As explained by the Court, Connecticut General Statutes § 31-71b required Amazon to pay the warehouse workers based on their hours worked and § 31-76b(2)(A) defined the term “hours worked” as “all time during which an employee is required by the employer to be on the employer’s premises or to be on duty, or to be at the prescribed work place, and all time during which an employee is employed or permitted to work, whether or not required to do so…. Such time includes, but shall not be limited to, the time when an employee is required to wait on the premises while no work is provided by the employer.” The Court determined that, since Amazon required the employees to wait on the premises after the conclusion of their scheduled shifts and undergo security screenings, they were required to be paid for such time.

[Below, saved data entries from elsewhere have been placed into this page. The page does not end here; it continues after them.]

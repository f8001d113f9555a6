//! Error enum
use std::fmt;

#[derive(Debug)]
pub enum Error {
    Io(std::io::Error),
    Serde(serde_json::Error),
    Http(reqwest::Error),
    Persist(tempfile::PersistError),
    /// Input document could not be understood.
    Parse {
        context: String,
        message: String,
    },
    MissingAttribute {
        element: String,
        attribute: &'static str,
    },
    UnknownFeature(String),
    UnknownEntry(String),
    InvalidTransition(String),
    Custom(String),
}

impl Error {
    pub fn parse(context: impl Into<String>, message: impl Into<String>) -> Self {
        Self::Parse {
            context: context.into(),
            message: message.into(),
        }
    }
}

impl fmt::Display for Error {
    fn fmt(&self, f: &mut fmt::Formatter<'_>) -> fmt::Result {
        match self {
            Error::Io(e) => write!(f, "io error: {}", e),
            Error::Serde(e) => write!(f, "json error: {}", e),
            Error::Http(e) => write!(f, "http error: {}", e),
            Error::Persist(e) => write!(f, "could not persist file: {}", e),
            Error::Parse { context, message } => write!(f, "{}: {}", context, message),
            Error::MissingAttribute { element, attribute } => {
                write!(f, "{} is missing required attribute `{}`", element, attribute)
            }
            Error::UnknownFeature(name) => write!(f, "no handler registered for feature `{}`", name),
            Error::UnknownEntry(id) => write!(f, "no entry with id `{}`", id),
            Error::InvalidTransition(msg) => write!(f, "invalid transition: {}", msg),
            Error::Custom(msg) => write!(f, "{}", msg),
        }
    }
}

impl std::error::Error for Error {
    fn source(&self) -> Option<&(dyn std::error::Error + 'static)> {
        match self {
            Error::Io(e) => Some(e),
            Error::Serde(e) => Some(e),
            Error::Http(e) => Some(e),
            Error::Persist(e) => Some(e),
            _ => None,
        }
    }
}

impl From<std::io::Error> for Error {
    fn from(e: std::io::Error) -> Error {
        Error::Io(e)
    }
}

impl From<serde_json::Error> for Error {
    fn from(e: serde_json::Error) -> Error {
        Error::Serde(e)
    }
}

impl From<reqwest::Error> for Error {
    fn from(e: reqwest::Error) -> Error {
        Error::Http(e)
    }
}

impl From<tempfile::PersistError> for Error {
    fn from(e: tempfile::PersistError) -> Error {
        Error::Persist(e)
    }
}

impl From<String> for Error {
    fn from(s: String) -> Error {
        Error::Custom(s)
    }
}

In rejecting Amazon’s assertion that Connecticut law incorporates the de minimis doctrine, the Court noted that the doctrine, as codified in the regulations for the federal Fair Labor Standards Act, 29 C.F.R. § 785.47, expressly allows employers to disregard insubstantial and insignificant periods of time if those periods of time cannot, as a practical administrative matter, be precisely recorded for payroll purposes. But no statute, regulation, or judicial precedent in Connecticut recognizes that doctrine.
This decision is an important reminder for businesses with employees in Connecticut to ensure that their employees are paid for all hours of work and further that employers cannot any longer argue that otherwise compensable work time may be disregarded as de minimis time. Indeed, with the prevalence of electronic timekeeping systems that track employee work time precisely, this case also foretells employers of the risks of class action lawsuits they may face if they do not pay employees for all time worked.